Today, on National Poetry Day, Hoy! Sound! can be heard at Stills in Edinburgh.
More here.
Writers feature heavily in the portrait work of Gunnie Moberg, many photographed during St Magnus Festival. Gunnie’s archive contains a substantial volume of portraits of Orcadian writer George Mackay Brown.
Gunnie wrote about photographing George in an article in the Scottish Society for the History of Photography journal
Studies in Photography 1997
‘I photographed George Mackay Brown for 22 years and it was never easy. He didn’t like it.. I have masses of pictures of George with friends. They would be good pictures, but for the fact that George was looking down at his shoes, ‘George, please look up!’ I was to say hundreds of times.
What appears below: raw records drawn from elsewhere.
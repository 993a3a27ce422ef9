//! The `/unmonitor` command.
//!
//! Deregisters one monitored server, or every monitored server in the guild when
//! the literal `all` is given, and deletes the associated channels. Validation
//! happens before any mutation; the teardown service decides how far a failing
//! attempt proceeds and the outcome is translated into a localized reply here.

use sea_orm::DatabaseConnection;
use serenity::all::{
    CommandInteraction, CommandOptionType, Context, CreateCommand, CreateCommandOption,
    Permissions,
};

use crate::bot::messaging::send_message;
use crate::channels::discord::DiscordChannelGateway;
use crate::data::monitored_server::MonitoredServerRepository;
use crate::error::AppError;
use crate::localization::unmonitor as strings;
use crate::model::teardown::{BatchReport, TeardownOutcome};
use crate::service::teardown::TeardownService;

/// Registered name of the command.
pub const NAME: &str = "unmonitor";

/// Name of the command's single optional option.
const SERVER_OPTION: &str = "server";

/// Builds the command's registration payload.
pub fn register() -> CreateCommand {
    let mut command = CreateCommand::new(NAME)
        .description("Unmonitor the specified server or all servers")
        .default_member_permissions(Permissions::MANAGE_GUILD)
        .dm_permission(false);

    for (locale, name) in strings::name_localizations() {
        command = command.name_localized(locale, name);
    }
    for (locale, description) in strings::description_localizations() {
        command = command.description_localized(locale, description);
    }

    let mut option =
        CreateCommandOption::new(CommandOptionType::String, SERVER_OPTION, "Server IP address or nickname")
            .required(false);
    for (locale, description) in strings::server_option_localizations() {
        option = option.description_localized(locale, description);
    }

    command.add_option(option)
}

/// Executes the command against the invoking guild.
///
/// Validation failures (nothing monitored, no target resolvable, target is the
/// default server) reply and return without mutating anything. The `all` target
/// runs the guild-wide teardown and reports every server's outcome in one
/// consolidated message; a named or defaulted target runs the single-server
/// teardown and replies according to its outcome.
///
/// # Arguments
/// - `ctx` - Discord context carrying the cache and HTTP client
/// - `db` - Database connection
/// - `interaction` - The deferred interaction being handled
///
/// # Returns
/// - `Ok(())` - Handled, including all reported failure outcomes
/// - `Err(AppError)` - Unexpected failure, reported by the dispatcher boundary
pub async fn execute(
    ctx: &Context,
    db: &DatabaseConnection,
    interaction: &CommandInteraction,
) -> Result<(), AppError> {
    // Registration is guild-only; an interaction without a guild has nothing to act on.
    let Some(guild_id) = interaction.guild_id else {
        return Ok(());
    };
    let locale = interaction.locale.as_str();

    let repo = MonitoredServerRepository::new(db);
    let servers = repo.get_by_guild_id(guild_id.get()).await?;
    if servers.is_empty() {
        send_message(&ctx.http, interaction, strings::no_monitored_servers(locale)).await;
        return Ok(());
    }

    let gateway = DiscordChannelGateway::new(ctx.clone(), guild_id);
    let service = TeardownService::new(db, &gateway);
    let query = server_option(interaction);

    if query == Some("all") {
        let report = service.teardown_all(guild_id.get(), &servers).await;
        send_message(&ctx.http, interaction, render_batch_report(locale, &report)).await;
        return Ok(());
    }

    let server = match query {
        Some(query) => match repo.find_by_ip_or_nickname(guild_id.get(), query).await? {
            Some(server) => server,
            None => {
                send_message(&ctx.http, interaction, strings::not_monitored(locale)).await;
                return Ok(());
            }
        },
        None => match repo.find_default(guild_id.get()).await? {
            Some(server) => server,
            None => {
                send_message(&ctx.http, interaction, strings::no_server_specified(locale)).await;
                return Ok(());
            }
        },
    };

    if server.is_default {
        send_message(&ctx.http, interaction, strings::cannot_remove_default(locale)).await;
        return Ok(());
    }

    let reply = match service.teardown(guild_id.get(), &server).await {
        TeardownOutcome::Removed => strings::success_message(locale),
        // The outcome carries per-channel detail, but the single-server reply
        // stays generic; only the guild-wide report enumerates the gaps.
        TeardownOutcome::PermissionBlocked(_) => strings::permission_error(locale),
        TeardownOutcome::RecordDeletionFailed => strings::unmonitoring_error(locale),
        TeardownOutcome::ChannelsNotDeleted(_) => strings::deletion_error(locale),
    };
    send_message(&ctx.http, interaction, reply).await;

    Ok(())
}

/// Extracts the `server` option value, if supplied.
fn server_option(interaction: &CommandInteraction) -> Option<&str> {
    interaction
        .data
        .options
        .iter()
        .find(|option| option.name == SERVER_OPTION)
        .and_then(|option| option.value.as_str())
}

/// Renders the consolidated reply for a guild-wide teardown.
///
/// A clean report collapses to the plain success message. Otherwise the reply
/// leads with the generic batch failure line, followed by the
/// permission-blocked servers with their per-channel missing permissions, and
/// the deregistered servers whose channels must be removed manually.
fn render_batch_report(locale: &str, report: &BatchReport) -> String {
    if report.is_clean() {
        return strings::success_message(locale).to_string();
    }

    let mut message = strings::batch_error_message(locale).to_string();

    if !report.permission_blocked.is_empty() {
        message.push_str("\n\n");
        message.push_str(strings::batch_not_unmonitored(locale));
        for server in &report.permission_blocked {
            for gap in &server.gaps {
                message.push_str(&format!(
                    "\n{} // {}: {}",
                    server.name,
                    gap.kind,
                    gap.missing_names()
                ));
            }
        }
    }

    if !report.channels_remain.is_empty() {
        message.push_str("\n\n");
        message.push_str(strings::batch_not_deleted(locale));
        for server in &report.channels_remain {
            let kinds = server
                .remaining
                .iter()
                .map(|kind| kind.to_string())
                .collect::<Vec<_>>()
                .join(", ");
            message.push_str(&format!("\n{} // {}", server.name, kinds));
        }
    }

    message
}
Photographing George was not all doom and gloom. We had some funny times together. Once, I took pictures of him for a sculptor who was doing a bust of him..I was walking round and round, standing on chairs, photographing the top of his head, then closing in for the nose, eyes and ears, and all through this George was giving a running commentary on dandruff, snotty children and how his mother told him to wash his ears – ‘so no problem there!’
Thank you to SSHOP for their permission to share this extract
Installation photographs by Alan Dimmick from the show ‘The Days Never Seem The Same’: the work of Gunnie Moberg & Margaret Tait. On now at Stills, Cockburn Street, Edinburgh until 28 October.
Delighted to read the post but sad, in France, to be too far away to make it to the exhibition.